VIGIL MESH

Documentation

The workspace's no-code databases

No-code databases store your workspace's data in queryable tables, without writing an SQL schema by hand. You define tables, query them, open access through an API key, and the same database can feed both published sites and the no-code studio. This page explains how tables and queries are organized, the role of API keys, and what the public surface exposed to the applications consuming this data covers.

Tables and queries

A database groups tables; each table describes one type of record through its columns (fields). You add, modify and delete records, and you query them to return only what the application needs: filtering on a field, sorting, paginating.

Tables and fields

A table is a set of records of the same shape. Its typed fields define what each record can contain.

Read queries

Filter, sort and paginate to return only the useful records, rather than loading the whole table on the application side.

Writes

Creating, updating and deleting records, from the no-code editor or through the API depending on the rights of the key used.

API keys

An API key gives a program access to the database without going through a user account. It carries rights: which tables it can access, and whether it can only read or also write. It is the mechanism that lets a published site or a third-party service consume the data.

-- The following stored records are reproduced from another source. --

//! Command handlers and the per-invocation session.
//!
//! A session resolves the element from config and flags, opens its table
//! store, and restores a manager into a fresh cache before any command
//! runs.

pub mod bootstrap;
pub mod config_cmd;
pub mod flows;
pub mod observe;
pub mod replay;
pub mod triggers;

use std::path::{Path, PathBuf};
use std::sync::Arc;

use tokio::sync::mpsc::UnboundedReceiver;
use tracing::debug;

use flowsync_config::{Config, ConfigError, ElementProfile};
use flowsync_core::{
    ChannelReplySink, Dispatcher, FlowEngineeringManager, ManagerCache, ProvisioningReply,
};

use crate::cli::{Command, GlobalOpts};
use crate::error::CliError;
use crate::store::JsonTableStore;

// ── Session ──────────────────────────────────────────────────────────

pub struct Session {
    element: String,
    tables: PathBuf,
    dispatcher: Dispatcher,
    replies: UnboundedReceiver<ProvisioningReply>,
}

impl Session {
    pub fn open(global: &GlobalOpts) -> Result<Self, CliError> {
        let cfg = load_config(global)?;
        let element = active_element(global, &cfg)?;

        // An explicit table file stands in for a missing profile.
        let profile = match cfg.element(&element) {
            Ok(profile) => profile,
            Err(ConfigError::UnknownElement { .. }) if global.tables.is_some() => {
                ElementProfile::default()
            }
            Err(e) => return Err(e.into()),
        };
        let options = flowsync_config::profile_to_manager_options(&profile, &cfg.defaults)?;
        let tables = global
            .tables
            .clone()
            .unwrap_or_else(|| flowsync_config::table_path(&profile, &element));

        let store = Arc::new(JsonTableStore::open(&tables)?);
        let cache = Arc::new(ManagerCache::new());
        cache.reset(&element, store, options);
        cache
            .with(&element, FlowEngineeringManager::load_tables)
            .ok_or_else(|| CliError::Internal(format!("manager for '{element}' missing")))??;
        debug!(element = %element, tables = %tables.display(), "session opened");

        let (sink, replies) = ChannelReplySink::new();
        Ok(Self {
            element,
            tables,
            dispatcher: Dispatcher::new(cache, Arc::new(sink)),
            replies,
        })
    }

    pub fn element(&self) -> &str {
        &self.element
    }

    pub fn tables(&self) -> &Path {
        &self.tables
    }

    pub fn dispatcher(&self) -> &Dispatcher {
        &self.dispatcher
    }

    /// Run `f` against the element's manager.
    pub fn with_manager<R>(
        &self,
        f: impl FnOnce(&mut FlowEngineeringManager) -> R,
    ) -> Result<R, CliError> {
        self.dispatcher
            .cache()
            .with(&self.element, f)
            .ok_or_else(|| CliError::UnknownElement {
                element: self.element.clone(),
            })
    }

    /// Take the manager out of the cache for async work.
    pub fn into_manager(self) -> Result<FlowEngineeringManager, CliError> {
        self.dispatcher
            .cache()
            .remove(&self.element)
            .ok_or(CliError::UnknownElement {
                element: self.element,
            })
    }

    /// Replies submitted so far, in submission order.
    pub fn drain_replies(&mut self) -> Vec<ProvisioningReply> {
        let mut out = Vec::new();
        while let Ok(reply) = self.replies.try_recv() {
            out.push(reply);
        }
        out
    }
}

fn load_config(global: &GlobalOpts) -> Result<Config, CliError> {
    let cfg = match &global.config_file {
        Some(path) => flowsync_config::load_config_from(path)?,
        None => flowsync_config::load_config()?,
    };
    Ok(cfg)
}

fn active_element(global: &GlobalOpts, cfg: &Config) -> Result<String, CliError> {
    global
        .element
        .clone()
        .or_else(|| cfg.default_element.clone())
        .ok_or_else(|| CliError::Validation {
            message: "no element selected; pass --element or set default_element".into(),
        })
}

// ── Dispatch ─────────────────────────────────────────────────────────

pub async fn dispatch(cmd: Command, session: Session, global: &GlobalOpts) -> Result<(), CliError> {
    match cmd {
        Command::Replay { file } => replay::handle(&file, session, global),
        Command::Flows { direction } => flows::handle_flows(direction.into(), &session, global),
        Command::Provisioned => flows::handle_provisioned(&session, global),
        Command::Interfaces => flows::handle_interfaces(&session, global),
        Command::Bootstrap => bootstrap::handle(session, global).await,
        Command::SetExpected {
            direction,
            key,
            value,
        } => triggers::set_expected(&session, direction.into(), &key, value, global),
        Command::DeleteFlow { direction, key } => {
            triggers::delete_flow(&session, direction.into(), &key, global)
        }
        Command::DeleteProvisioned { id } => triggers::delete_provisioned(&session, &id, global),
        Command::Observe { file } => observe::handle(&file, &session, global),
        Command::Config(args) => config_cmd::handle(&args, global),
    }
}

/// Read a command input file; `-` reads stdin.
pub(crate) fn read_input(path: &Path) -> Result<String, CliError> {
    if path.as_os_str() == "-" {
        std::io::read_to_string(std::io::stdin()).map_err(|e| CliError::io(path, e))
    } else {
        std::fs::read_to_string(path).map_err(|e| CliError::io(path, e))
    }
}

AspectWhat the key controlsGood practice
ScopeThe authorized tables and operationsOne key per use, limited to the strict necessary
DirectionRead-only or read-writeReserve writing for keys that genuinely need it
LifecycleCreation and revocationRevoke an exposed or unused key without delay

Public surface

A database's public surface is everything that is accessible via API from outside the workspace: the tables opened to a key and the operations it authorizes. This surface is the point of contact between your data and the applications that consume it.

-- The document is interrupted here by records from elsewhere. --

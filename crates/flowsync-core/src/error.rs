// ── Core error types ──
//
// Errors surfaced by the reconciliation engine. Expected conditions
// (unknown key on unregister, absent row on an operator trigger) are
// NOT errors -- they come back as `Option`/`bool` from the registries.

use thiserror::Error;

use crate::table::TableId;

/// Unified error type for the core crate.
#[derive(Debug, Error)]
pub enum CoreError {
    // ── Provisioning errors ──────────────────────────────────────────
    #[error("Only IP flows are supported (flow {flow_id})")]
    UnsupportedTransport { flow_id: String },

    #[error("Unknown action: {action}")]
    UnknownAction { action: String },

    // ── Data errors ──────────────────────────────────────────────────
    #[error("Entity not found: {entity_type} with id {identifier}")]
    NotFound {
        entity_type: String,
        identifier: String,
    },

    #[error("Validation failed: {message}")]
    ValidationFailed { message: String },

    // ── Environment errors ───────────────────────────────────────────
    #[error("Timed out after {timeout_ms}ms waiting for {what}")]
    Timeout { what: String, timeout_ms: u64 },

    #[error("Table {table} unavailable: {message}")]
    Table { table: TableId, message: String },

    // ── Internal errors ──────────────────────────────────────────────
    #[error("Internal error: {0}")]
    Internal(String),
}

impl CoreError {
    pub(crate) fn validation(message: impl Into<String>) -> Self {
        Self::ValidationFailed {
            message: message.into(),
        }
    }

    pub(crate) fn provisioned_not_found(id: impl ToString) -> Self {
        Self::NotFound {
            entity_type: "provisioned flow".into(),
            identifier: id.to_string(),
        }
    }
}

impl From<serde_json::Error> for CoreError {
    fn from(err: serde_json::Error) -> Self {
        Self::validation(format!("malformed message payload: {err}"))
    }
}
// ── Provisioned flow ──
//
// An externally identified RX/TX pair, created and torn down as a unit.

use chrono::{DateTime, Utc};
use serde::{Deserialize, Serialize};
use uuid::Uuid;

use crate::table::TableRow;

pub mod columns {
    pub const INCOMING_FLOW: &str = "IncomingFlow";
    pub const OUTGOING_FLOW: &str = "OutgoingFlow";
    pub const CREATED_AT: &str = "CreatedAt";
}

#[derive(Debug, Clone, PartialEq, Eq, Serialize, Deserialize)]
pub struct ProvisionedFlow {
    pub id: Uuid,
    /// Instance key of the RX row.
    pub rx_instance: String,
    /// Instance key of the TX row.
    pub tx_instance: String,
    pub created_at: DateTime<Utc>,
}

impl ProvisionedFlow {
    pub fn to_row(&self) -> TableRow {
        TableRow::new(self.id.to_string())
            .with(columns::INCOMING_FLOW, self.rx_instance.as_str())
            .with(columns::OUTGOING_FLOW, self.tx_instance.as_str())
            .with(columns::CREATED_AT, self.created_at.to_rfc3339())
    }

    /// `None` when the key is not a UUID or either instance is missing.
    pub fn from_row(row: &TableRow) -> Option<Self> {
        let id = Uuid::parse_str(row.key.trim()).ok()?;
        let created_at = row
            .text(columns::CREATED_AT)
            .and_then(|v| DateTime::parse_from_rfc3339(v).ok())
            .map_or_else(Utc::now, |v| v.with_timezone(&Utc));
        Some(Self {
            id,
            rx_instance: row.text(columns::INCOMING_FLOW)?.to_owned(),
            tx_instance: row.text(columns::OUTGOING_FLOW)?.to_owned(),
            created_at,
        })
    }

    pub fn references(&self, rx_instance: &str, tx_instance: &str) -> bool {
        self.rx_instance == rx_instance || self.tx_instance == tx_instance
    }
}

#[cfg(test)]
#[allow(clippy::unwrap_used)]
mod tests {
    use super::*;

    #[test]
    fn row_round_trip() {
        let flow = ProvisionedFlow {
            id: Uuid::new_v4(),
            rx_instance: "a/b:1".into(),
            tx_instance: "a/b:1/eth1".into(),
            created_at: DateTime::parse_from_rfc3339("2026-01-02T03:04:05Z")
                .unwrap()
                .with_timezone(&Utc),
        };
        assert_eq!(ProvisionedFlow::from_row(&flow.to_row()).unwrap(), flow);
    }

    #[test]
    fn rejects_non_uuid_key() {
        let row = TableRow::new("42")
            .with(columns::INCOMING_FLOW, "a")
            .with(columns::OUTGOING_FLOW, "b");
        assert!(ProvisionedFlow::from_row(&row).is_none());
    }
}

Two first-class consumers rely on it. Published sites read the database to display dynamic content — see /en/docs/plateforme-sites. The no-code studio plugs into it to build interfaces and screens that read and write the records — see /en/docs/plateforme-studio. The same database can thus serve a showcase site in read mode and an internal application in read-write mode, provided the keys clearly distinguish the two uses.

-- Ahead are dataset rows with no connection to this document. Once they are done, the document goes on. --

//! Configuration for the flowsync CLI.
//!
//! TOML element profiles merged with `FLOWSYNC_` environment variables,
//! and translation to `flowsync_core::ManagerOptions`.

use std::collections::HashMap;
use std::path::{Path, PathBuf};
use std::time::Duration;

use directories::ProjectDirs;
use figment::{
    Figment,
    providers::{Env, Format, Serialized, Toml},
};
use serde::{Deserialize, Serialize};
use thiserror::Error;

use flowsync_core::ManagerOptions;

// ── Error ───────────────────────────────────────────────────────────

#[derive(Debug, Error)]
pub enum ConfigError {
    #[error("invalid {field}: {reason}")]
    Validation { field: String, reason: String },

    #[error("unknown element '{element}'")]
    UnknownElement { element: String },

    #[error("failed to serialize config: {0}")]
    Serialization(#[from] toml::ser::Error),

    #[error("config loading failed: {0}")]
    Figment(Box<figment::Error>),

    #[error("IO error: {0}")]
    Io(#[from] std::io::Error),
}

impl From<figment::Error> for ConfigError {
    fn from(err: figment::Error) -> Self {
        Self::Figment(Box::new(err))
    }
}

// ── TOML config structs ─────────────────────────────────────────────

/// Top-level TOML configuration.
#[derive(Debug, Clone, PartialEq, Deserialize, Serialize)]
pub struct Config {
    /// Element used when none is given on the command line.
    pub default_element: Option<String>,

    /// Values every element inherits unless it overrides them.
    #[serde(default)]
    pub defaults: Defaults,

    /// Named element profiles.
    #[serde(default)]
    pub elements: HashMap<String, ElementProfile>,
}

impl Default for Config {
    fn default() -> Self {
        Self {
            default_element: Some("default".into()),
            defaults: Defaults::default(),
            elements: HashMap::new(),
        }
    }
}

#[derive(Debug, Clone, PartialEq, Deserialize, Serialize)]
pub struct Defaults {
    #[serde(default = "default_output")]
    pub output: String,

    #[serde(default)]
    pub ignore_destination_port: bool,

    #[serde(default = "default_tolerance")]
    pub bitrate_tolerance_pct: f64,

    #[serde(default = "default_bootstrap_timeout")]
    pub bootstrap_timeout_secs: u64,

    #[serde(default = "default_bootstrap_interval")]
    pub bootstrap_interval_ms: u64,
}

impl Default for Defaults {
    fn default() -> Self {
        Self {
            output: default_output(),
            ignore_destination_port: false,
            bitrate_tolerance_pct: default_tolerance(),
            bootstrap_timeout_secs: default_bootstrap_timeout(),
            bootstrap_interval_ms: default_bootstrap_interval(),
        }
    }
}

fn default_output() -> String {
    "table".into()
}
fn default_tolerance() -> f64 {
    10.0
}
fn default_bootstrap_timeout() -> u64 {
    30
}
fn default_bootstrap_interval() -> u64 {
    500
}

/// A named managed element.
#[derive(Debug, Clone, Default, PartialEq, Deserialize, Serialize)]
pub struct ElementProfile {
    /// JSON table store file. Defaults to `<data dir>/<element>.json`.
    pub table_path: Option<PathBuf>,

    /// Override `defaults.ignore_destination_port`.
    pub ignore_destination_port: Option<bool>,

    /// Interface rows to wait for during bootstrap (0 = do not wait).
    #[serde(default)]
    pub expected_interfaces: usize,

    /// Override `defaults.bootstrap_timeout_secs`.
    pub bootstrap_timeout_secs: Option<u64>,

    /// Override `defaults.bootstrap_interval_ms`.
    pub bootstrap_interval_ms: Option<u64>,

    /// Override `defaults.bitrate_tolerance_pct`.
    pub bitrate_tolerance_pct: Option<f64>,

    /// DCF table group used to resolve interface links.
    pub dcf_interface_group: Option<i32>,
}

impl Config {
    /// Resolve an element name to its profile. The configured default
    /// element may be used without a profile entry.
    pub fn element(&self, name: &str) -> Result<ElementProfile, ConfigError> {
        match self.elements.get(name) {
            Some(profile) => Ok(profile.clone()),
            None if self.default_element.as_deref() == Some(name) => Ok(ElementProfile::default()),
            None => Err(ConfigError::UnknownElement {
                element: name.into(),
            }),
        }
    }
}

// ── Paths ───────────────────────────────────────────────────────────

fn project_dirs() -> Option<ProjectDirs> {
    ProjectDirs::from("com", "flowsync", "flowsync")
}

/// Resolve the config file path via XDG / platform conventions.
pub fn config_path() -> PathBuf {
    project_dirs().map_or_else(
        || dirs_fallback().join("config.toml"),
        |dirs| dirs.config_dir().join("config.toml"),
    )
}

/// Table store file for `element` when the profile does not set one.
pub fn default_table_path(element: &str) -> PathBuf {
    let file = format!("{element}.json");
    project_dirs().map_or_else(
        || dirs_fallback().join("tables").join(&file),
        |dirs| dirs.data_dir().join(&file),
    )
}

fn dirs_fallback() -> PathBuf {
    let mut p = PathBuf::from(std::env::var("HOME").unwrap_or_else(|_| ".".into()));
    p.push(".config");
    p.push("flowsync");
    p
}

/// Table store path for a resolved profile.
pub fn table_path(profile: &ElementProfile, element: &str) -> PathBuf {
    profile
        .table_path
        .clone()
        .unwrap_or_else(|| default_table_path(element))
}

// ── Config loading ──────────────────────────────────────────────────

/// Load the full Config from the canonical file + environment.
pub fn load_config() -> Result<Config, ConfigError> {
    load_config_from(&config_path())
}

/// Load from an explicit file, still merging the environment.
///
/// Nested keys use a double underscore, e.g.
/// `FLOWSYNC_DEFAULTS__BITRATE_TOLERANCE_PCT=5`.
pub fn load_config_from(path: &Path) -> Result<Config, ConfigError> {
    let figment = Figment::new()
        .merge(Serialized::defaults(Config::default()))
        .merge(Toml::file(path))
        .merge(Env::prefixed("FLOWSYNC_").split("__"));

    let config: Config = figment.extract()?;
    Ok(config)
}

// ── Config saving ───────────────────────────────────────────────────

/// Serialize config to TOML and write it to `path`.
pub fn save_config_to(cfg: &Config, path: &Path) -> Result<(), ConfigError> {
    if let Some(parent) = path.parent() {
        std::fs::create_dir_all(parent)?;
    }
    let toml_str = toml::to_string_pretty(cfg)?;
    std::fs::write(path, toml_str)?;
    Ok(())
}

/// Serialize config to TOML and write to the canonical config path.
pub fn save_config(cfg: &Config) -> Result<(), ConfigError> {
    save_config_to(cfg, &config_path())
}

// ── Translation ─────────────────────────────────────────────────────

/// Build `ManagerOptions` from a profile, filling gaps from `defaults`.
pub fn profile_to_manager_options(
    profile: &ElementProfile,
    defaults: &Defaults,
) -> Result<ManagerOptions, ConfigError> {
    let tolerance = profile
        .bitrate_tolerance_pct
        .unwrap_or(defaults.bitrate_tolerance_pct);
    if !(0.0..=100.0).contains(&tolerance) {
        return Err(ConfigError::Validation {
            field: "bitrate_tolerance_pct".into(),
            reason: format!("expected a percentage between 0 and 100, got {tolerance}"),
        });
    }

    let interval_ms = profile
        .bootstrap_interval_ms
        .unwrap_or(defaults.bootstrap_interval_ms);
    if interval_ms == 0 {
        return Err(ConfigError::Validation {
            field: "bootstrap_interval_ms".into(),
            reason: "must be greater than zero".into(),
        });
    }

    let timeout_secs = profile
        .bootstrap_timeout_secs
        .unwrap_or(defaults.bootstrap_timeout_secs);
    if timeout_secs == 0 {
        return Err(ConfigError::Validation {
            field: "bootstrap_timeout_secs".into(),
            reason: "must be greater than zero".into(),
        });
    }

    Ok(ManagerOptions {
        ignore_destination_port: profile
            .ignore_destination_port
            .unwrap_or(defaults.ignore_destination_port),
        bitrate_tolerance_pct: tolerance,
        expected_interfaces: profile.expected_interfaces,
        bootstrap_interval: Duration::from_millis(interval_ms),
        bootstrap_timeout: Duration::from_secs(timeout_secs),
        dcf_interface_group: profile.dcf_interface_group,
    })
}

#[cfg(test)]
#[allow(clippy::unwrap_used)]
mod tests {
    use super::*;

    const SAMPLE: &str = r#"
default_element = "studio-a"

[defaults]
bitrate_tolerance_pct = 5.0

[elements.studio-a]
table_path = "/var/lib/flowsync/studio-a.json"
expected_interfaces = 4

[elements.studio-b]
ignore_destination_port = true
bitrate_tolerance_pct = 20.0
bootstrap_interval_ms = 250
"#;

    fn write_sample(dir: &tempfile::TempDir) -> PathBuf {
        let path = dir.path().join("config.toml");
        std::fs::write(&path, SAMPLE).unwrap();
        path
    }

    #[test]
    fn loads_profiles_with_defaults() {
        let dir = tempfile::tempdir().unwrap();
        let cfg = load_config_from(&write_sample(&dir)).unwrap();

        assert_eq!(cfg.default_element.as_deref(), Some("studio-a"));
        assert_eq!(cfg.defaults.output, "table");
        assert_eq!(cfg.defaults.bitrate_tolerance_pct, 5.0);

        let a = cfg.element("studio-a").unwrap();
        let opts = profile_to_manager_options(&a, &cfg.defaults).unwrap();
        assert_eq!(opts.expected_interfaces, 4);
        assert_eq!(opts.bitrate_tolerance_pct, 5.0);
        assert!(!opts.ignore_destination_port);
        assert_eq!(opts.bootstrap_timeout, Duration::from_secs(30));
        assert_eq!(
            table_path(&a, "studio-a"),
            PathBuf::from("/var/lib/flowsync/studio-a.json")
        );

        let b = cfg.element("studio-b").unwrap();
        let opts = profile_to_manager_options(&b, &cfg.defaults).unwrap();
        assert!(opts.ignore_destination_port);
        assert_eq!(opts.bitrate_tolerance_pct, 20.0);
        assert_eq!(opts.bootstrap_interval, Duration::from_millis(250));
    }

    #[test]
    fn missing_file_yields_defaults() {
        let dir = tempfile::tempdir().unwrap();
        let cfg = load_config_from(&dir.path().join("absent.toml")).unwrap();
        assert_eq!(cfg.default_element.as_deref(), Some("default"));
        assert!(cfg.element("default").is_ok());
        assert!(matches!(
            cfg.element("nope"),
            Err(ConfigError::UnknownElement { .. })
        ));
    }

    #[test]
    fn rejects_out_of_range_tolerance() {
        let profile = ElementProfile {
            bitrate_tolerance_pct: Some(150.0),
            ..ElementProfile::default()
        };
        let err = profile_to_manager_options(&profile, &Defaults::default()).unwrap_err();
        assert!(matches!(err, ConfigError::Validation { ref field, .. } if field == "bitrate_tolerance_pct"));
    }

    #[test]
    fn rejects_zero_interval() {
        let profile = ElementProfile {
            bootstrap_interval_ms: Some(0),
            ..ElementProfile::default()
        };
        assert!(profile_to_manager_options(&profile, &Defaults::default()).is_err());
    }

    #[test]
    fn save_then_load_round_trips() {
        let dir = tempfile::tempdir().unwrap();
        let path = dir.path().join("nested").join("config.toml");
        let mut cfg = Config::default();
        cfg.elements.insert(
            "edge".into(),
            ElementProfile {
                dcf_interface_group: Some(1000),
                ..ElementProfile::default()
            },
        );
        save_config_to(&cfg, &path).unwrap();
        assert_eq!(load_config_from(&path).unwrap(), cfg);
    }
}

  • Expose to a public key only the tables and fields meant to be seen from the outside.
  • Separate keys by consumer: one for the published site in read mode, another for the studio, rather than a single all-powerful key.
  • Treat the public surface as a contract: renaming or removing a field consumed by a site or the studio breaks their display.
  • Regularly audit the active keys and revoke those that no longer match a living use.
Can the same database serve a site and the studio at the same time?
Yes. The published site reads it for its content, the studio reads and writes it for its screens. Give them distinct keys with appropriate rights rather than sharing a single key.
How do I revoke one access without breaking everything else?
Since each use goes through its own key, revoking a key only cuts off the corresponding consumer. That is the whole point of separating keys by use.
Do no-code databases replace a managed database?
They cover the workspace's no-code needs: modeling, querying, exposing through an API. For heavy transactional needs or specific operational guarantees, assess whether this scope is enough before relying on it entirely.